RECORDS FOR PROCESSING:
-*-*-
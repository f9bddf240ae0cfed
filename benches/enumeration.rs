// Copyright (C) 2025 Jeremy J. Carroll. See LICENSE for details.

//! Enumeration benchmarks.
//!
//! Run with: cargo bench --bench enumeration

use criterion::{black_box, criterion_group, criterion_main, BenchmarkId, Criterion, Throughput};
use rand::{rngs::StdRng, SeedableRng};
use std::time::Duration;
use tableau_tuples::enumerate::{RowStandardShapeTableaux, StandardShapeTableaux};
use tableau_tuples::residue::ResidueSequence;
use tableau_tuples::shape::PartitionTuple;

fn shapes() -> Vec<(&'static str, PartitionTuple)> {
    [
        ("2.1|2", vec![vec![2, 1], vec![2]]),
        ("3.2|2.1", vec![vec![3, 2], vec![2, 1]]),
        ("2.1|1|2.1", vec![vec![2, 1], vec![1], vec![2, 1]]),
        ("3.2.1|2.1", vec![vec![3, 2, 1], vec![2, 1]]),
    ]
    .into_iter()
    .map(|(name, rows)| {
        let shape = PartitionTuple::from_rows(rows).expect("benchmark shapes are partitions");
        (name, shape)
    })
    .collect()
}

fn bench_shape_enumerators(c: &mut Criterion) {
    let mut group = c.benchmark_group("shape_enumerators");
    group.sample_size(20);
    group.measurement_time(Duration::from_secs(5));

    for (name, shape) in shapes() {
        group.throughput(Throughput::Elements(shape.standard_count() as u64));
        let standard = StandardShapeTableaux::new(shape.clone());
        group.bench_with_input(BenchmarkId::new("standard", name), &standard, |b, family| {
            b.iter(|| family.iter().count())
        });

        if shape.size() <= 7 {
            let rows = RowStandardShapeTableaux::new(shape);
            group.bench_with_input(BenchmarkId::new("row_standard", name), &rows, |b, family| {
                b.iter(|| family.iter().count())
            });
        }
    }
    group.finish();
}

fn bench_random_elements(c: &mut Criterion) {
    let mut group = c.benchmark_group("random_element");
    for (name, shape) in shapes() {
        let family = StandardShapeTableaux::new(shape);
        let mut rng = StdRng::seed_from_u64(42);
        group.bench_function(BenchmarkId::new("standard", name), |b| {
            b.iter(|| black_box(family.random_element(&mut rng)))
        });
    }
    group.finish();
}

fn bench_residue_enumerators(c: &mut Criterion) {
    let mut group = c.benchmark_group("residue_enumerators");
    group.sample_size(20);

    let cases = [
        ("e3_level2", 3, vec![0, 1], vec![0, 1, 2, 0, 2, 1, 0]),
        ("e2_level2", 2, vec![0, 0], vec![0, 1, 0, 1, 0, 1]),
        ("e0_level3", 0, vec![0, 1, 2], vec![0, 1, 2, 1, -1, 3]),
    ];
    for (name, e, multicharge, residues) in cases {
        let res = ResidueSequence::new(e, multicharge, residues)
            .expect("benchmark multicharges are nonempty");
        let standard = res
            .standard_tableaux(None)
            .expect("no shape to disagree with");
        group.bench_with_input(BenchmarkId::new("standard", name), &standard, |b, family| {
            b.iter(|| family.iter().count())
        });
        let rows = res
            .row_standard_tableaux(None)
            .expect("no shape to disagree with");
        group.bench_with_input(BenchmarkId::new("row_standard", name), &rows, |b, family| {
            b.iter(|| family.iter().count())
        });
    }
    group.finish();
}

criterion_group!(
    benches,
    bench_shape_enumerators,
    bench_random_elements,
    bench_residue_enumerators
);
criterion_main!(benches);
-*-*-
REQUIRED WORK: Output each record precisely as written.

OUTPUT OF THE EXERCISE:
repository f9bddf240ae0cfed
filename benches/enumeration.rs
// Copyright (C) 2025 Jeremy J. Carroll. See LICENSE for details.

//! Enumeration benchmarks.
//!
//! Run with: cargo bench --bench enumeration

use criterion::{black_box, criterion_group, criterion_main, BenchmarkId, Criterion, Throughput};
use rand::{rngs::StdRng, SeedableRng};
use std::time::Duration;
use tableau_tuples::enumerate::{RowStandardShapeTableaux, StandardShapeTableaux};
use tableau_tuples::residue::ResidueSequence;
use tableau_tuples::shape::PartitionTuple;

fn shapes() -> Vec<(&'static str, PartitionTuple)> {
    [
        ("2.1|2", vec![vec![2, 1], vec![2]]),
        ("3.2|2.1", vec![vec![3, 2], vec![2, 1]]),
        ("2.1|1|2.1", vec![vec![2, 1], vec![1], vec![2, 1]]),
        ("3.2.1|2.1", vec![vec![3, 2, 1], vec![2, 1]]),
    ]
    .into_iter()
    .map(|(name, rows)| {
        let shape = PartitionTuple::from_rows(rows).expect("benchmark shapes are partitions");
        (name, shape)
    })
    .collect()
}

fn bench_shape_enumerators(c: &mut Criterion) {
    let mut group = c.benchmark_group("shape_enumerators");
    group.sample_size(20);
    group.measurement_time(Duration::from_secs(5));

    for (name, shape) in shapes() {
        group.throughput(Throughput::Elements(shape.standard_count() as u64));
        let standard = StandardShapeTableaux::new(shape.clone());
        group.bench_with_input(BenchmarkId::new("standard", name), &standard, |b, family| {
            b.iter(|| family.iter().count())
        });

        if shape.size() <= 7 {
            let rows = RowStandardShapeTableaux::new(shape);
            group.bench_with_input(BenchmarkId::new("row_standard", name), &rows, |b, family| {
                b.iter(|| family.iter().count())
            });
        }
    }
    group.finish();
}

fn bench_random_elements(c: &mut Criterion) {
    let mut group = c.benchmark_group("random_element");
    for (name, shape) in shapes() {
        let family = StandardShapeTableaux::new(shape);
        let mut rng = StdRng::seed_from_u64(42);
        group.bench_function(BenchmarkId::new("standard", name), |b| {
            b.iter(|| black_box(family.random_element(&mut rng)))
        });
    }
    group.finish();
}

fn bench_residue_enumerators(c: &mut Criterion) {
    let mut group = c.benchmark_group("residue_enumerators");
    group.sample_size(20);

    let cases = [
        ("e3_level2", 3, vec![0, 1], vec![0, 1, 2, 0, 2, 1, 0]),
        ("e2_level2", 2, vec![0, 0], vec![0, 1, 0, 1, 0, 1]),
        ("e0_level3", 0, vec![0, 1, 2], vec![0, 1, 2, 1, -1, 3]),
    ];
    for (name, e, multicharge, residues) in cases {
        let res = ResidueSequence::new(e, multicharge, residues)
            .expect("benchmark multicharges are nonempty");
        let standard = res
            .standard_tableaux(None)
            .expect("no shape to disagree with");
        group.bench_with_input(BenchmarkId::new("standard", name), &standard, |b, family| {
            b.iter(|| family.iter().count())
        });
        let rows = res
            .row_standard_tableaux(None)
            .expect("no shape to disagree with");
        group.bench_with_input(BenchmarkId::new("row_standard", name), &rows, |b, family| {
            b.iter(|| family.iter().count())
        });
    }
    group.finish();
}

criterion_group!(
    benches,
    bench_shape_enumerators,
    bench_random_elements,
    bench_residue_enumerators
);
criterion_main!(benches);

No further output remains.